INRIA project-team Virtual Plants, joint with CIRAD and INRA, Montpellier Cedex 5, France.
Instituto de Investigaciones en Matemáticas Aplicadas y en Sistemas, Universidad Nacional Autónoma de México, Apdo. 20-126, 01000 México, D.F., México.
Sci Rep. 2017 Feb 10;7:42023. doi: 10.1038/srep42023.
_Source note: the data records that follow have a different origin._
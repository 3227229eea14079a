//! Run configuration.
//!
//! A run is configured from an optional TOML file plus command-line
//! overrides. Every field has a default so a minimal file (or none at all)
//! is valid; the CLI layer merges its flags on top of whatever the file
//! provided.

use crate::logging::LogLevel;
use crate::model::{OUTLET_CODE, SegmentId};
use serde::Deserialize;
use std::error::Error;
use std::fs;
use std::path::Path;

/// Configuration for a drainage preparation run.
#[derive(Debug, Clone, Deserialize)]
#[serde(default, deny_unknown_fields)]
pub struct PrepConfig {
    /// Path to the segment table. Required by the pipeline; optional here
    /// so it can come from either the file or the CLI.
    pub segments_path: Option<String>,
    /// Path to the basin query list. When absent, every gauged segment in
    /// the table is queried.
    pub basins_path: Option<String>,
    /// Path of the output artifact.
    pub output_path: String,
    /// Write the mapping as JSON instead of key-value text.
    pub json_output: bool,
    /// Run the network invariant checks before traversal.
    pub verify: bool,
    /// Downstream-target codes meaning "flows out of the domain".
    pub terminal_codes: Vec<SegmentId>,
    /// Minimum log level: debug, info, warn, error.
    pub log_level: String,
    /// Optional file sink for log output.
    pub log_file: Option<String>,
}

impl Default for PrepConfig {
    fn default() -> Self {
        PrepConfig {
            segments_path: None,
            basins_path: None,
            output_path: "upstream_segments.txt".to_string(),
            json_output: false,
            verify: false,
            terminal_codes: vec![OUTLET_CODE],
            log_level: "info".to_string(),
            log_file: None,
        }
    }
}

/// Load a configuration file.
///
/// Unknown keys are rejected so a typo in a config file fails loudly
/// instead of silently falling back to a default.
pub fn load_config(path: &Path) -> Result<PrepConfig, Box<dyn Error>> {
    let contents = fs::read_to_string(path)
        .map_err(|e| format!("failed to read config {}: {}", path.display(), e))?;
    let config: PrepConfig = toml::from_str(&contents)?;
    Ok(config)
}

/// Map a config/CLI log-level string to a `LogLevel`.
///
/// Unrecognized values fall back to `Info` rather than aborting the run.
pub fn parse_log_level(value: &str) -> LogLevel {
    match value.to_ascii_lowercase().as_str() {
        "debug" => LogLevel::Debug,
        "warn" | "warning" => LogLevel::Warning,
        "error" => LogLevel::Error,
        _ => LogLevel::Info,
    }
}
Molecular regulation was initially assumed to follow both a unidirectional and a hierarchical organization forming pathways. Regulatory processes, however, form highly interlinked networks with non-hierarchical and non-unidirectional structures that contain statistically overrepresented circuits or motifs. Here, we analyze the behavior of pathways containing non-unidirectional (i.e. bidirectional) and non-hierarchical interactions that create motifs. In comparison with unidirectional and hierarchical pathways, our pathways have a high diversity of behaviors, characterized by the size and number of attractors. Motifs have been studied individually showing that feedback circuit motifs regulate the number and size of attractors. It is less clear what happens in molecular networks that usually contain multiple feedbacks. Here, we find that the way feedback circuits couple to each other (i.e., the combination of the functionalities of feedback circuits) regulate both the number and size of the attractors. We show that the different expected results of epistasis analysis (a method to infer regulatory interactions) are produced by many non-hierarchical and non-unidirectional structures. Thus, these structures cannot be correctly inferred by epistasis analysis. Finally, we show that the combinations of functionalities, combined with other network properties, allow for a better characterization of regulatory structures.
分子调控最初被认为遵循着一个单向和分层的组织形式,形成了途径。然而,调控过程形成了高度互联的网络,具有非层次化和非单向的结构,其中包含具有统计学上显著代表性的电路或基序。在这里,我们分析了包含非单向(即双向)和非分层相互作用的途径,这些相互作用创造了基序。与单向和分层途径相比,我们的途径具有多样化的行为,其特征是吸引子的大小和数量。已经研究了基序,表明反馈电路基序调节吸引子的数量和大小。在通常包含多个反馈的分子网络中,情况就不那么清楚了。在这里,我们发现反馈电路相互耦合的方式(即反馈电路功能的组合)调节了吸引子的数量和大小。我们表明,上位性分析(一种推断调控相互作用的方法)的不同预期结果是由许多非层次化和非单向结构产生的。因此,这些结构不能通过上位性分析正确推断。最后,我们表明,功能组合与其他网络特性相结合,可以更好地表征调控结构。